====== Task input
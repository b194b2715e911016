use std::{
    fs,
    path::{Path, PathBuf},
    time::{Duration, SystemTime},
};

use anyhow::Context;
use tokio::task;
use tracing_appender::non_blocking::{NonBlocking, WorkerGuard};
use tracing_appender::rolling::{RollingFileAppender, Rotation};
use tracing_subscriber::filter::Directive;
use tracing_subscriber::{EnvFilter, fmt, prelude::*};

const LOG_MAX_AGE: Duration = Duration::from_secs(60 * 60 * 24 * 3);
const CLEANUP_INTERVAL: Duration = Duration::from_secs(60 * 60);

/// Keeps the non-blocking file writer flushing; drop it on shutdown.
#[allow(dead_code)]
pub struct LoggerGuard(WorkerGuard);

fn normalize_level(level: &str) -> &str {
    match level {
        "trace" | "debug" | "info" | "warn" | "error" => level,
        _ => {
            eprintln!("Invalid log level '{}', defaulting to 'info'", level);
            "info"
        }
    }
}

/// Installs the global subscriber: a daily rolling file under `log_dir`
/// plus coloured stdout. `RUST_LOG` refines the level for both.
///
/// Must be called from inside a tokio runtime (old-log cleanup runs as a task).
pub fn init_logging(log_dir: impl AsRef<Path>, prefix: &str, level: &str) -> anyhow::Result<LoggerGuard> {
    let log_dir = log_dir.as_ref().to_path_buf();
    let level = normalize_level(level);

    let builder = EnvFilter::builder().with_default_directive(
        level
            .parse::<Directive>()
            .with_context(|| format!("Invalid log directive '{}'", level))?,
    );
    let rust_log = std::env::var("RUST_LOG").unwrap_or_default();
    let console_filter = builder.clone().parse_lossy(&rust_log);
    let file_filter = builder.parse_lossy(&rust_log);

    let file_appender = RollingFileAppender::builder()
        .rotation(Rotation::DAILY)
        .filename_prefix(prefix)
        .filename_suffix("log")
        .build(&log_dir)
        .with_context(|| format!("Failed to create log appender in {}", log_dir.display()))?;
    let (non_blocking, guard) = NonBlocking::new(file_appender);

    let file_layer = fmt::layer()
        .with_writer(non_blocking)
        .with_ansi(false)
        .with_filter(file_filter);
    let stdout_layer = fmt::layer()
        .with_writer(std::io::stdout)
        .with_ansi(true)
        .with_filter(console_filter);

    tracing_subscriber::registry()
        .with(file_layer)
        .with(stdout_layer)
        .try_init()
        .context("A global tracing subscriber is already installed")?;

    start_log_cleanup_task(log_dir, prefix.to_string());

    Ok(LoggerGuard(guard))
}

fn start_log_cleanup_task(log_dir: PathBuf, prefix: String) {
    task::spawn(async move {
        loop {
            match cleanup_old_logs(&log_dir, &prefix, LOG_MAX_AGE, SystemTime::now()) {
                Ok(0) => {}
                Ok(n) => tracing::info!("Deleted {} old log file(s) from {:?}", n, log_dir),
                Err(e) => tracing::warn!("Failed to delete old log file: {}", e),
            }
            tokio::time::sleep(CLEANUP_INTERVAL).await;
        }
    });
}

/// Removes `<prefix>*.log` files last modified more than `max_age` before `now`.
fn cleanup_old_logs(log_dir: &Path, prefix: &str, max_age: Duration, now: SystemTime) -> std::io::Result<usize> {
    let mut deleted = 0;

    for entry in fs::read_dir(log_dir)? {
        let path = entry?.path();

        let Some(file_name) = path.file_name().and_then(|n| n.to_str()) else {
            continue;
        };
        if !(file_name.starts_with(prefix) && file_name.ends_with(".log")) {
            continue;
        }

        let modified = fs::metadata(&path)?.modified()?;
        if now.duration_since(modified).unwrap_or_default() > max_age {
            fs::remove_file(&path)?;
            tracing::debug!("Old log file deleted: {}", file_name);
            deleted += 1;
        }
    }

    Ok(deleted)
}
============
Lines of the material may hold the string "global". Copy each one that does.

### Response
/// Installs the global subscriber: a daily rolling file under `log_dir`
        .context("A global tracing subscriber is already installed")?;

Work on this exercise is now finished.